Oscar lost his battle against illness in May 2014, aged five.
Now his parents Stephen and Leona have spoken of their pride that a fundraising group in his honour – Team Oscar – has helped to green-light a new clinical trial to treat neuroblastoma.
The trial is expected to open in the late summer, and is a unique collaboration between Solving Kids’ Cancer, other charities, researchers and industry in both the UK and the US.
In total there will be 17 transatlantic centres in the UK, USA and Europe.
In a joint statement, Stephen and Leona said: “We are so thankful to the incredible #TeamOscar donors who continue to raise funds for research in partnership with Solving Kids’ Cancer in Oscar’s name.
“This has directly led to this innovative trial being made available to children in the UK, which will provide an option and hope to some families where previously there was none.
“Neuroblastoma is one of the most cruel and devastating childhood cancers, which urgently requires investment in research. There is nothing more devastating as a parent than reaching a point in your child’s cancer journey where there are no further treatment options.
“We reached this all too soon with our son Oscar, and are desperate to help ensure future families will not need to face this nightmare.”
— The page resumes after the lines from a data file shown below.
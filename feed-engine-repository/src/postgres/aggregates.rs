use async_trait::async_trait;
use feed_engine_shared::types::{
    Aggregate, AggregateId, EntityRef, EventId, ReactionCounts, ReferenceScope,
};
use sqlx::{Postgres, QueryBuilder, Transaction};
use uuid::Uuid;

use super::PostgresFeedStore;
use super::rows::{AGGREGATE_COLUMNS, aggregate_from_row, aggregates_from_rows, limit};
use crate::errors::RepositoryError;
use crate::interfaces::AggregateRepository;

const UNIQUE_VIOLATION: &str = "23505";

impl PostgresFeedStore {
    /// Replaces the reverse index rows of an aggregate within an active
    /// transaction.
    async fn write_references_tx(
        aggregate: &Aggregate,
        tx: &mut Transaction<'_, Postgres>,
    ) -> Result<(), RepositoryError> {
        sqlx::query("DELETE FROM aggregate_references WHERE aggregate_id = $1")
            .bind(aggregate.id)
            .execute(&mut **tx)
            .await?;

        let references = aggregate.references();
        if references.is_empty() {
            return Ok(());
        }

        let mut query_builder = QueryBuilder::<Postgres>::new(
            "INSERT INTO aggregate_references (aggregate_id, category, entity_type, entity_id, owner_id, action) ",
        );
        query_builder.push_values(&references, |mut b, (category, entity)| {
            b.push_bind(aggregate.id)
                .push_bind(category.as_str())
                .push_bind(entity.entity_type.as_str())
                .push_bind(entity.id)
                .push_bind(aggregate.owner_id)
                .push_bind(aggregate.action.as_str());
        });
        query_builder.push(" ON CONFLICT DO NOTHING");
        query_builder.build().execute(&mut **tx).await?;

        Ok(())
    }

    async fn record_contribution_tx(
        grouping_key: &str,
        event_id: EventId,
        aggregate_id: AggregateId,
        tx: &mut Transaction<'_, Postgres>,
    ) -> Result<bool, RepositoryError> {
        let result = sqlx::query(
            r#"
            INSERT INTO aggregate_contributions (grouping_key, event_id, aggregate_id)
            VALUES ($1, $2, $3)
            ON CONFLICT DO NOTHING
            "#,
        )
        .bind(grouping_key)
        .bind(event_id)
        .bind(aggregate_id)
        .execute(&mut **tx)
        .await?;

        Ok(result.rows_affected() == 1)
    }

    /// Version-checked update of the mutable columns plus the reverse index.
    async fn update_aggregate_tx(
        aggregate: &Aggregate,
        tx: &mut Transaction<'_, Postgres>,
    ) -> Result<Aggregate, RepositoryError> {
        let query = format!(
            r#"
            UPDATE aggregates SET
                categories = $3,
                language = $4,
                anchor_type = $5,
                anchor_id = $6,
                updated_at = $7,
                version = version + 1
            WHERE id = $1 AND version = $2
            RETURNING {AGGREGATE_COLUMNS}
            "#
        );
        let row = sqlx::query(&query)
            .bind(aggregate.id)
            .bind(aggregate.version)
            .bind(serde_json::to_value(&aggregate.categories)?)
            .bind(aggregate.language.as_deref())
            .bind(aggregate.anchor.map(|anchor| anchor.entity_type.as_str()))
            .bind(aggregate.anchor.map(|anchor| anchor.id))
            .bind(aggregate.updated_at)
            .fetch_optional(&mut **tx)
            .await?;

        let Some(row) = row else {
            return Err(RepositoryError::conflict(format!(
                "aggregate {} moved past version {}",
                aggregate.id, aggregate.version
            )));
        };
        let stored = aggregate_from_row(&row)?;

        Self::write_references_tx(&stored, tx).await?;
        Ok(stored)
    }
}

fn map_unique_violation(err: sqlx::Error, aggregate: &Aggregate) -> RepositoryError {
    match &err {
        sqlx::Error::Database(db) if db.code().as_deref() == Some(UNIQUE_VIOLATION) => {
            RepositoryError::conflict(format!(
                "aggregate {} generation {} already exists",
                aggregate.grouping_key, aggregate.generation
            ))
        }
        _ => RepositoryError::DatabaseError(err),
    }
}

#[async_trait]
impl AggregateRepository for PostgresFeedStore {
    async fn latest_for_key(&self, grouping_key: &str) -> Result<Option<Aggregate>, RepositoryError> {
        let query = format!(
            "SELECT {AGGREGATE_COLUMNS} FROM aggregates WHERE grouping_key = $1 ORDER BY generation DESC LIMIT 1"
        );
        let row = sqlx::query(&query)
            .bind(grouping_key)
            .fetch_optional(&self.pool)
            .await?;

        row.as_ref().map(aggregate_from_row).transpose()
    }

    async fn get_aggregate(&self, id: AggregateId) -> Result<Option<Aggregate>, RepositoryError> {
        let query = format!("SELECT {AGGREGATE_COLUMNS} FROM aggregates WHERE id = $1");
        let row = sqlx::query(&query)
            .bind(id)
            .fetch_optional(&self.pool)
            .await?;

        row.as_ref().map(aggregate_from_row).transpose()
    }

    async fn get_aggregates(&self, ids: &[AggregateId]) -> Result<Vec<Aggregate>, RepositoryError> {
        if ids.is_empty() {
            return Ok(Vec::new());
        }

        let query = format!("SELECT {AGGREGATE_COLUMNS} FROM aggregates WHERE id = ANY($1)");
        let rows = sqlx::query(&query)
            .bind(ids)
            .fetch_all(&self.pool)
            .await?;

        aggregates_from_rows(&rows)
    }

    async fn aggregate_for_event(
        &self,
        grouping_key: &str,
        event_id: EventId,
    ) -> Result<Option<Aggregate>, RepositoryError> {
        let query = format!(
            r#"
            SELECT {AGGREGATE_COLUMNS} FROM aggregates
            WHERE id = (
                SELECT aggregate_id FROM aggregate_contributions
                WHERE grouping_key = $1 AND event_id = $2
            )
            "#
        );
        let row = sqlx::query(&query)
            .bind(grouping_key)
            .bind(event_id)
            .fetch_optional(&self.pool)
            .await?;

        row.as_ref().map(aggregate_from_row).transpose()
    }

    async fn insert_aggregate(&self, aggregate: &Aggregate) -> Result<(), RepositoryError> {
        let mut tx = self.pool.begin().await?;

        sqlx::query(
            r#"
            INSERT INTO aggregates (
                id, action, owner_id, grouping_key, generation, version, language, categories,
                reaction_counts, anchor_type, anchor_id, origin_event_id, created_at, updated_at
            )
            VALUES ($1, $2, $3, $4, $5, $6, $7, $8, $9, $10, $11, $12, $13, $14)
            "#,
        )
        .bind(aggregate.id)
        .bind(aggregate.action.as_str())
        .bind(aggregate.owner_id)
        .bind(&aggregate.grouping_key)
        .bind(aggregate.generation)
        .bind(aggregate.version)
        .bind(aggregate.language.as_deref())
        .bind(serde_json::to_value(&aggregate.categories)?)
        .bind(serde_json::to_value(&aggregate.reaction_counts)?)
        .bind(aggregate.anchor.map(|anchor| anchor.entity_type.as_str()))
        .bind(aggregate.anchor.map(|anchor| anchor.id))
        .bind(aggregate.origin_event_id)
        .bind(aggregate.created_at)
        .bind(aggregate.updated_at)
        .execute(&mut *tx)
        .await
        .map_err(|err| map_unique_violation(err, aggregate))?;

        Self::write_references_tx(aggregate, &mut tx).await?;
        Self::record_contribution_tx(
            &aggregate.grouping_key,
            aggregate.origin_event_id,
            aggregate.id,
            &mut tx,
        )
        .await?;
        tx.commit().await?;
        Ok(())
    }

    async fn update_aggregate(&self, aggregate: &Aggregate) -> Result<Aggregate, RepositoryError> {
        let mut tx = self.pool.begin().await?;
        let stored = Self::update_aggregate_tx(aggregate, &mut tx).await?;
        tx.commit().await?;
        Ok(stored)
    }

    async fn append_aggregate(
        &self,
        aggregate: &Aggregate,
        event_id: EventId,
    ) -> Result<Aggregate, RepositoryError> {
        let mut tx = self.pool.begin().await?;
        let stored = Self::update_aggregate_tx(aggregate, &mut tx).await?;
        Self::record_contribution_tx(&stored.grouping_key, event_id, stored.id, &mut tx).await?;
        tx.commit().await?;
        Ok(stored)
    }

    async fn record_contribution(
        &self,
        grouping_key: &str,
        event_id: EventId,
        aggregate_id: AggregateId,
    ) -> Result<bool, RepositoryError> {
        let result = sqlx::query(
            r#"
            INSERT INTO aggregate_contributions (grouping_key, event_id, aggregate_id)
            SELECT $1, $2, id FROM aggregates WHERE id = $3
            ON CONFLICT DO NOTHING
            "#,
        )
        .bind(grouping_key)
        .bind(event_id)
        .bind(aggregate_id)
        .execute(&self.pool)
        .await?;

        Ok(result.rows_affected() == 1)
    }

    async fn delete_aggregate(&self, id: AggregateId) -> Result<bool, RepositoryError> {
        let result = sqlx::query("DELETE FROM aggregates WHERE id = $1")
            .bind(id)
            .execute(&self.pool)
            .await?;

        Ok(result.rows_affected() == 1)
    }

    async fn delete_aggregate_if(
        &self,
        id: AggregateId,
        expected_version: i64,
    ) -> Result<bool, RepositoryError> {
        let result = sqlx::query("DELETE FROM aggregates WHERE id = $1 AND version = $2")
            .bind(id)
            .bind(expected_version)
            .execute(&self.pool)
            .await?;
        if result.rows_affected() == 1 {
            return Ok(true);
        }

        let exists = sqlx::query_scalar::<_, bool>("SELECT EXISTS (SELECT 1 FROM aggregates WHERE id = $1)")
            .bind(id)
            .fetch_one(&self.pool)
            .await?;
        if exists {
            return Err(RepositoryError::conflict(format!(
                "aggregate {id} moved past version {expected_version}"
            )));
        }
        Ok(false)
    }

    async fn referencing_aggregates(
        &self,
        entity: &EntityRef,
        scope: &ReferenceScope,
        max: usize,
    ) -> Result<Vec<Aggregate>, RepositoryError> {
        let query = format!(
            r#"
            SELECT {AGGREGATE_COLUMNS} FROM aggregates
            WHERE id IN (
                SELECT aggregate_id FROM aggregate_references
                WHERE entity_type = $1 AND entity_id = $2
                  AND ($3::uuid IS NULL OR owner_id = $3)
                  AND ($4::text IS NULL OR action = $4)
            )
            ORDER BY created_at, id
            LIMIT $5
            "#
        );
        let rows = sqlx::query(&query)
            .bind(entity.entity_type.as_str())
            .bind(entity.id)
            .bind(scope.owner_id)
            .bind(scope.action.map(|action| action.as_str()))
            .bind(limit(max))
            .fetch_all(&self.pool)
            .await?;

        aggregates_from_rows(&rows)
    }

    async fn anchored_aggregates(&self, anchor: &EntityRef) -> Result<Vec<Aggregate>, RepositoryError> {
        let query = format!(
            "SELECT {AGGREGATE_COLUMNS} FROM aggregates WHERE anchor_type = $1 AND anchor_id = $2 ORDER BY created_at"
        );
        let rows = sqlx::query(&query)
            .bind(anchor.entity_type.as_str())
            .bind(anchor.id)
            .fetch_all(&self.pool)
            .await?;

        aggregates_from_rows(&rows)
    }

    async fn aggregates_owned_by(
        &self,
        owner_id: Uuid,
        max: usize,
    ) -> Result<Vec<Aggregate>, RepositoryError> {
        let query = format!(
            "SELECT {AGGREGATE_COLUMNS} FROM aggregates WHERE owner_id = $1 ORDER BY created_at DESC, id DESC LIMIT $2"
        );
        let rows = sqlx::query(&query)
            .bind(owner_id)
            .bind(limit(max))
            .fetch_all(&self.pool)
            .await?;

        aggregates_from_rows(&rows)
    }

    async fn set_language(&self, owner_id: Uuid, language: Option<&str>) -> Result<u64, RepositoryError> {
        let result = sqlx::query(
            "UPDATE aggregates SET language = $2 WHERE owner_id = $1 AND language IS DISTINCT FROM $2",
        )
        .bind(owner_id)
        .bind(language)
        .execute(&self.pool)
        .await?;

        Ok(result.rows_affected())
    }

    async fn set_reaction_counts(
        &self,
        id: AggregateId,
        counts: &ReactionCounts,
    ) -> Result<bool, RepositoryError> {
        let result = sqlx::query("UPDATE aggregates SET reaction_counts = $2 WHERE id = $1")
            .bind(id)
            .bind(serde_json::to_value(counts)?)
            .execute(&self.pool)
            .await?;

        Ok(result.rows_affected() == 1)
    }
}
Solving Kids’ Cancer UK said: “Our special thanks to Oscar, his parents Leona and Stephen, and all of #TeamOscar’s donors and fundraisers for helping to bring this innovative international clinical trial to fruition, that will benefit children here in the UK, continuing Oscar’s legacy.”
The proposed new treatment involves taking a daily tablet named lorlatinib. It targets the mutated ALK gene, which is often a sign of lower survival rates in children with neuroblastoma.
It is hoped the drug will be a low toxicity, front line treatment for ALK-positive neuroblastoma patients, and that it can be approved in the USA and Europe.